- _Task to complete_
The required answer is every line of the data containing the word "storage".

##### Data under study #####

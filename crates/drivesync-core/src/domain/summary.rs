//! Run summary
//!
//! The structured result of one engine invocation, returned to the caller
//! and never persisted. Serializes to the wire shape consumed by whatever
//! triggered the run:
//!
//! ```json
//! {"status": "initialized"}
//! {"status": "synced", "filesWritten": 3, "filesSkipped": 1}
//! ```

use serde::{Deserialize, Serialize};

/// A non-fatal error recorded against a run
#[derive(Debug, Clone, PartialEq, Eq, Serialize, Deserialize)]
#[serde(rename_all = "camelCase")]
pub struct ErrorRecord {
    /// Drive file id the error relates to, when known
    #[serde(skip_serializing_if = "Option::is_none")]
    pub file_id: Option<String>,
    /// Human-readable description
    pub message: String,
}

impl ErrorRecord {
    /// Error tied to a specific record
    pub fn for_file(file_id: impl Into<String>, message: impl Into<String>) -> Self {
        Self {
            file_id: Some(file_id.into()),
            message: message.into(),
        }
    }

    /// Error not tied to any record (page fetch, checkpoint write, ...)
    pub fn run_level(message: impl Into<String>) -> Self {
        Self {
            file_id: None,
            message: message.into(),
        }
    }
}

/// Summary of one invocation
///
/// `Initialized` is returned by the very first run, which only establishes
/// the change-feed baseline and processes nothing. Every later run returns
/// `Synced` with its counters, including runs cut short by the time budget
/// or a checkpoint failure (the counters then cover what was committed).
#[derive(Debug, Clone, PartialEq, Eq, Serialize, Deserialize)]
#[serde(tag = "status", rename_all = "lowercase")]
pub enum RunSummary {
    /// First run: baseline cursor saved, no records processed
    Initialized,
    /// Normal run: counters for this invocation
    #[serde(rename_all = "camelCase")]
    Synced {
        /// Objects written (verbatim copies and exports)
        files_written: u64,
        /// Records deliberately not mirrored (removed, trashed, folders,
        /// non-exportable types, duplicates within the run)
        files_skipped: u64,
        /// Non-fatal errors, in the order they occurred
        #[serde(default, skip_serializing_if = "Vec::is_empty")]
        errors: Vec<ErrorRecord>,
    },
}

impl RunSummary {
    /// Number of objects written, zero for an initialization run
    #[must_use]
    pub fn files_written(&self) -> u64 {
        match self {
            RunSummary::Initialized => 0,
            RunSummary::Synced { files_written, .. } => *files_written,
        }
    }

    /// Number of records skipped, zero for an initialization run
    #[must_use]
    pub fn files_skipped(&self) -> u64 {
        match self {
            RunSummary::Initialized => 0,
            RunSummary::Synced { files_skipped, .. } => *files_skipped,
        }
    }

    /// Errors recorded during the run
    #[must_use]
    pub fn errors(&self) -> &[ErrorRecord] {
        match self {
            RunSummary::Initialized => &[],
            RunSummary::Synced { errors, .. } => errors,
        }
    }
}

#####
##### Data under study #####

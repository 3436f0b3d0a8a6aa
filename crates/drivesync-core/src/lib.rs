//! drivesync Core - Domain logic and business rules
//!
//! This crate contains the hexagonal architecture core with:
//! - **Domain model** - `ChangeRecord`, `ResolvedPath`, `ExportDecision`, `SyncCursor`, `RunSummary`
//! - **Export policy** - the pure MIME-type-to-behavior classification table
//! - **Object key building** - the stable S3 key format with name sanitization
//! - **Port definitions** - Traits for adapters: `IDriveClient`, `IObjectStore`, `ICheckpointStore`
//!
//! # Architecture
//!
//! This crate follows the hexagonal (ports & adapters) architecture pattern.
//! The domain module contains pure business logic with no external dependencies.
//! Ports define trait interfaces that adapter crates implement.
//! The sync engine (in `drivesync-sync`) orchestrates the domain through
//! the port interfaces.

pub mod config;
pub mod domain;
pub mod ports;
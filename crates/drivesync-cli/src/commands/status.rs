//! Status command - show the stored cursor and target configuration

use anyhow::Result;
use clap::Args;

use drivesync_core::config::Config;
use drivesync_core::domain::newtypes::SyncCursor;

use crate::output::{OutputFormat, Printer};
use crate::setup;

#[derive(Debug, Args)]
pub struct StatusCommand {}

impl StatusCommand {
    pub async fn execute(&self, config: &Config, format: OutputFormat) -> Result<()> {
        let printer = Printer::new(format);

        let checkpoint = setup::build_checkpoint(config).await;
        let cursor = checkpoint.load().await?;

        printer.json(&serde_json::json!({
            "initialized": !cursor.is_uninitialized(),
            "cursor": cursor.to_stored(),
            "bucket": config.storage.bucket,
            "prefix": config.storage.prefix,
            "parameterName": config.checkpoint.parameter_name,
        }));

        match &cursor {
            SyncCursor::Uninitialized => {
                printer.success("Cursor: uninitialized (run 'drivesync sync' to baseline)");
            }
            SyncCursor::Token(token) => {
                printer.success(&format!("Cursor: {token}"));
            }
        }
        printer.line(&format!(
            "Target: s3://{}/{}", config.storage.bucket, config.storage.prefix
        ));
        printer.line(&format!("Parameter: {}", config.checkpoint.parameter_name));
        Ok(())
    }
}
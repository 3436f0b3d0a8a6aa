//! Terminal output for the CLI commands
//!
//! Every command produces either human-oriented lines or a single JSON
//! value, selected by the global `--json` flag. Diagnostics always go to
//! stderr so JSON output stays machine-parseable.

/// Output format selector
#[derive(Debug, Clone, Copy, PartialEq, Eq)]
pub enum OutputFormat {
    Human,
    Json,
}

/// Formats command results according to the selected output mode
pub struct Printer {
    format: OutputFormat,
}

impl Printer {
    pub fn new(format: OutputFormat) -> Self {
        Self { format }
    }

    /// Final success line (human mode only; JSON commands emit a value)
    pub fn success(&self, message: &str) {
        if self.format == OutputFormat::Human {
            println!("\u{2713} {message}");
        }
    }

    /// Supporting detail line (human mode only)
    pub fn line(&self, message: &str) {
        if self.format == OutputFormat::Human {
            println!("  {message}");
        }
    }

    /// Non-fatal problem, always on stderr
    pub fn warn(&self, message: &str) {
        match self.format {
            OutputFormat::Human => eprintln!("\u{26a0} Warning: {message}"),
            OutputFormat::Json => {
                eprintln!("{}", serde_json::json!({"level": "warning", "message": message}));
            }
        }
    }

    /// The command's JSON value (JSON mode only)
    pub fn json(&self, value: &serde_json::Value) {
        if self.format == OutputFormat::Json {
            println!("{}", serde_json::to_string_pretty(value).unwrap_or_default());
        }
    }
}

#####

- _Output for this task_
            "bucket": config.storage.bucket,
            "prefix": config.storage.prefix,
            "Target: s3://{}/{}", config.storage.bucket, config.storage.prefix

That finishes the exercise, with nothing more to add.